### What to work on
For the word "value", state how many lines below contain it. Give no other text.

START Information provided

//! Persisted ID tables
//!
//! - [`FormatTable`] (`til.json`) maps each ID to its [`TriceFmt`]. It is the
//!   contract between the firmware sources and the decoder.
//! - [`ReverseIndex`] inverts the format table so a known format can be
//!   resolved back to an existing ID.
//! - [`LocationTable`] (`li.json`) maps each ID to where it was last seen in
//!   the source tree. It is diagnostic only and never drives ID assignment.
//!
//! Both files are JSON objects keyed by the decimal ID. Keys are written in
//! ascending numeric order so repeated writes of an unchanged table are
//! byte-identical.

use crate::error::{Result, TriceError};
use crate::types::{TriceFmt, TriceId};
use serde::{Deserialize, Serialize};
use std::collections::{BTreeMap, HashMap};
use std::path::Path;

/// Spellings that disable reading and writing the location table
pub const DISABLED_TABLE_NAMES: [&str; 2] = ["off", "none"];

/// Check whether a table file name is the "do not read or write" sentinel
pub fn is_disabled(name: &Path) -> bool {
    name.to_str()
        .map(|s| DISABLED_TABLE_NAMES.contains(&s))
        .unwrap_or(false)
}

fn read_json<T>(path: &Path) -> Result<Option<T>>
where
    T: for<'de> Deserialize<'de>,
{
    if !path.exists() {
        return Ok(None);
    }
    let content =
        std::fs::read_to_string(path).map_err(|e| TriceError::persistence(path, e))?;
    if content.trim().is_empty() {
        return Ok(None);
    }
    serde_json::from_str(&content)
        .map(Some)
        .map_err(|e| TriceError::persistence(path, format!("failed to parse: {}", e)))
}

fn write_json<T: Serialize>(path: &Path, value: &T) -> Result<()> {
    if let Some(parent) = path.parent() {
        if !parent.as_os_str().is_empty() {
            std::fs::create_dir_all(parent).map_err(|e| TriceError::persistence(path, e))?;
        }
    }
    let mut content = serde_json::to_string_pretty(value)
        .map_err(|e| TriceError::persistence(path, format!("failed to serialize: {}", e)))?;
    content.push('\n');
    std::fs::write(path, content).map_err(|e| TriceError::persistence(path, e))
}

// ==================== Format Table ====================

/// Mapping ID → format, the persisted source of truth
#[derive(Debug, Clone, Default, PartialEq, Eq, Serialize, Deserialize)]
#[serde(transparent)]
pub struct FormatTable {
    entries: BTreeMap<TriceId, TriceFmt>,
}

impl FormatTable {
    /// Create an empty table
    pub fn new() -> Self {
        Self::default()
    }

    /// Load a table from disk, an absent or empty file yields an empty table
    pub fn load(path: impl AsRef<Path>) -> Result<Self> {
        let path = path.as_ref();
        match read_json(path)? {
            Some(table) => Ok(table),
            None => {
                tracing::warn!("ID list {:?} not found, starting with an empty list", path);
                Ok(Self::new())
            }
        }
    }

    /// Write the table sorted by ID
    pub fn save(&self, path: impl AsRef<Path>) -> Result<()> {
        write_json(path.as_ref(), self)
    }

    /// Number of entries
    pub fn len(&self) -> usize {
        self.entries.len()
    }

    /// Whether the table is empty
    pub fn is_empty(&self) -> bool {
        self.entries.is_empty()
    }

    /// Look up the format of an ID
    pub fn get(&self, id: TriceId) -> Option<&TriceFmt> {
        self.entries.get(&id)
    }

    /// Whether the ID has an entry
    pub fn contains(&self, id: TriceId) -> bool {
        self.entries.contains_key(&id)
    }

    /// Insert a new entry. An existing entry is never replaced; its format
    /// is returned as the error value instead.
    pub fn insert(&mut self, id: TriceId, fmt: TriceFmt) -> std::result::Result<(), &TriceFmt> {
        if self.entries.contains_key(&id) {
            return Err(&self.entries[&id]);
        }
        self.entries.insert(id, fmt);
        Ok(())
    }

    /// Iterate entries in ascending ID order
    pub fn iter(&self) -> impl Iterator<Item = (TriceId, &TriceFmt)> {
        self.entries.iter().map(|(id, f)| (*id, f))
    }

    /// All IDs in ascending order
    pub fn ids(&self) -> impl Iterator<Item = TriceId> + '_ {
        self.entries.keys().copied()
    }

    /// Build the format → IDs index
    pub fn reverse_index(&self) -> ReverseIndex {
        let mut index = ReverseIndex::default();
        for (id, fmt) in self.iter() {
            index.push(fmt.clone(), id);
        }
        index
    }
}

impl FromIterator<(TriceId, TriceFmt)> for FormatTable {
    fn from_iter<I: IntoIterator<Item = (TriceId, TriceFmt)>>(iter: I) -> Self {
        let mut table = FormatTable::new();
        for (id, fmt) in iter {
            if let Err(kept) = table.insert(id, fmt.clone()) {
                tracing::warn!("Duplicate ID {}: kept {}, dropped {}", id, kept, fmt);
            }
        }
        table
    }
}

// ==================== Reverse Index ====================

/// Mapping format → IDs in the order they were recorded
#[derive(Debug, Clone, Default)]
pub struct ReverseIndex {
    ids: HashMap<TriceFmt, Vec<TriceId>>,
}

impl ReverseIndex {
    /// First recorded ID for a format
    pub fn first(&self, fmt: &TriceFmt) -> Option<TriceId> {
        self.ids.get(fmt).and_then(|ids| ids.first().copied())
    }

    /// All IDs recorded for a format
    pub fn all(&self, fmt: &TriceFmt) -> &[TriceId] {
        self.ids.get(fmt).map(Vec::as_slice).unwrap_or(&[])
    }

    /// Record an ID for a format
    pub fn push(&mut self, fmt: TriceFmt, id: TriceId) {
        self.ids.entry(fmt).or_default().push(id);
    }

    /// Number of distinct formats
    pub fn len(&self) -> usize {
        self.ids.len()
    }

    /// Whether no formats are indexed
    pub fn is_empty(&self) -> bool {
        self.ids.is_empty()
    }
}

// ==================== Location Table ====================

/// A source position
#[derive(Debug, Clone, PartialEq, Eq, Serialize, Deserialize)]
pub struct Location {
    /// Path relative to the walked tree root, `/` separated
    #[serde(rename = "File")]
    pub file: String,
    /// 1-based line number
    #[serde(rename = "Line")]
    pub line: usize,
}

impl Location {
    /// Create a new location
    pub fn new(file: impl Into<String>, line: usize) -> Self {
        Self {
            file: file.into(),
            line,
        }
    }
}

impl std::fmt::Display for Location {
    fn fmt(&self, f: &mut std::fmt::Formatter<'_>) -> std::fmt::Result {
        write!(f, "{}:{}", self.file, self.line)
    }
}

/// Mapping ID → source location, rebuilt on every pass
#[derive(Debug, Clone, Default, PartialEq, Eq, Serialize, Deserialize)]
#[serde(transparent)]
pub struct LocationTable {
    entries: BTreeMap<TriceId, Location>,
}

impl LocationTable {
    /// Create an empty table
    pub fn new() -> Self {
        Self::default()
    }

    /// Load from disk; disabled names and absent files yield an empty table
    pub fn load(path: impl AsRef<Path>) -> Result<Self> {
        let path = path.as_ref();
        if is_disabled(path) {
            return Ok(Self::new());
        }
        Ok(read_json(path)?.unwrap_or_default())
    }

    /// Replace the file on disk, a disabled name is a no-op
    pub fn save(&self, path: impl AsRef<Path>) -> Result<()> {
        let path = path.as_ref();
        if is_disabled(path) {
            return Ok(());
        }
        write_json(path, self)
    }

    /// Record where an ID was seen; the first location of a pass is kept
    pub fn record(&mut self, id: TriceId, location: Location) {
        self.entries.entry(id).or_insert(location);
    }

    /// Location of an ID
    pub fn get(&self, id: TriceId) -> Option<&Location> {
        self.entries.get(&id)
    }

    /// Whether the ID has a location
    pub fn contains(&self, id: TriceId) -> bool {
        self.entries.contains_key(&id)
    }

    /// Number of entries
    pub fn len(&self) -> usize {
        self.entries.len()
    }

    /// Whether the table is empty
    pub fn is_empty(&self) -> bool {
        self.entries.is_empty()
    }

    /// All IDs in ascending order
    pub fn ids(&self) -> impl Iterator<Item = TriceId> + '_ {
        self.entries.keys().copied()
    }
}

#[cfg(test)]
mod tests {
    use super::*;
    use tempfile::TempDir;

    #[test]
    fn test_insert_never_overwrites() {
        let mut table = FormatTable::new();
        assert!(table.insert(TriceId(7), TriceFmt::new("TRICE8", "a")).is_ok());
        let existing = table
            .insert(TriceId(7), TriceFmt::new("TRICE8", "b"))
            .unwrap_err();
        assert_eq!(existing.format_string, "a");
        assert_eq!(table.get(TriceId(7)).unwrap().format_string, "a");
    }

    #[test]
    fn test_collect_keeps_first_duplicate() {
        let table: FormatTable = [
            (TriceId(3), TriceFmt::new("TRICE", "first")),
            (TriceId(3), TriceFmt::new("TRICE", "second")),
            (TriceId(4), TriceFmt::new("TRICE", "other")),
        ]
        .into_iter()
        .collect();
        assert_eq!(table.len(), 2);
        assert_eq!(table.get(TriceId(3)).unwrap().format_string, "first");
    }

    #[test]
    fn test_numeric_key_order() {
        let table: FormatTable = [
            (TriceId(45), TriceFmt::new("TRICE", "x")),
            (TriceId(123), TriceFmt::new("TRICE", "y")),
        ]
        .into_iter()
        .collect();
        let json = serde_json::to_string_pretty(&table).unwrap();
        assert!(json.find("\"45\"").unwrap() < json.find("\"123\"").unwrap());
    }

    #[test]
    fn test_save_load_is_byte_stable() {
        let dir = TempDir::new().unwrap();
        let path = dir.path().join("til.json");
        let table: FormatTable = [
            (TriceId(12345), TriceFmt::new("TRICE16_3", "hi %2d, %13u, %64b\\n")),
            (TriceId(12344), TriceFmt::new("Trice16_1", "hi %2d\\n")),
        ]
        .into_iter()
        .collect();
        table.save(&path).unwrap();
        let first = std::fs::read(&path).unwrap();

        let loaded = FormatTable::load(&path).unwrap();
        assert_eq!(loaded, table);
        loaded.save(&path).unwrap();
        assert_eq!(std::fs::read(&path).unwrap(), first);

        let text = String::from_utf8(first).unwrap();
        assert!(text.contains("\"Type\": \"TRICE16_3\""));
        assert!(text.contains("\"Strg\": \"hi %2d\\\\n\""));
    }

    #[test]
    fn test_missing_file_is_empty() {
        let dir = TempDir::new().unwrap();
        let table = FormatTable::load(dir.path().join("absent.json")).unwrap();
        assert!(table.is_empty());
    }

    #[test]
    fn test_corrupt_file_is_persistence_error() {
        let dir = TempDir::new().unwrap();
        let path = dir.path().join("til.json");
        std::fs::write(&path, "{ not json").unwrap();
        let err = FormatTable::load(&path).unwrap_err();
        assert!(matches!(err, TriceError::Persistence { .. }));
        assert!(err.is_fatal());
    }

    #[test]
    fn test_reverse_index_first_is_lowest() {
        let fmt = TriceFmt::new("TRICE8_1", "hi %d");
        let table: FormatTable = [
            (TriceId(10004), fmt.clone()),
            (TriceId(10003), fmt.clone()),
        ]
        .into_iter()
        .collect();
        let index = table.reverse_index();
        assert_eq!(index.first(&fmt), Some(TriceId(10003)));
        assert_eq!(index.all(&fmt).len(), 2);
    }

    #[test]
    fn test_location_table_disabled() {
        let mut li = LocationTable::new();
        li.record(TriceId(1), Location::new("main.c", 3));
        li.record(TriceId(1), Location::new("other.c", 9));
        assert_eq!(li.get(TriceId(1)).unwrap().file, "main.c");
        assert!(li.save("off").is_ok());
        assert!(LocationTable::load("none").unwrap().is_empty());
    }
}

END Information provided

### Written response
3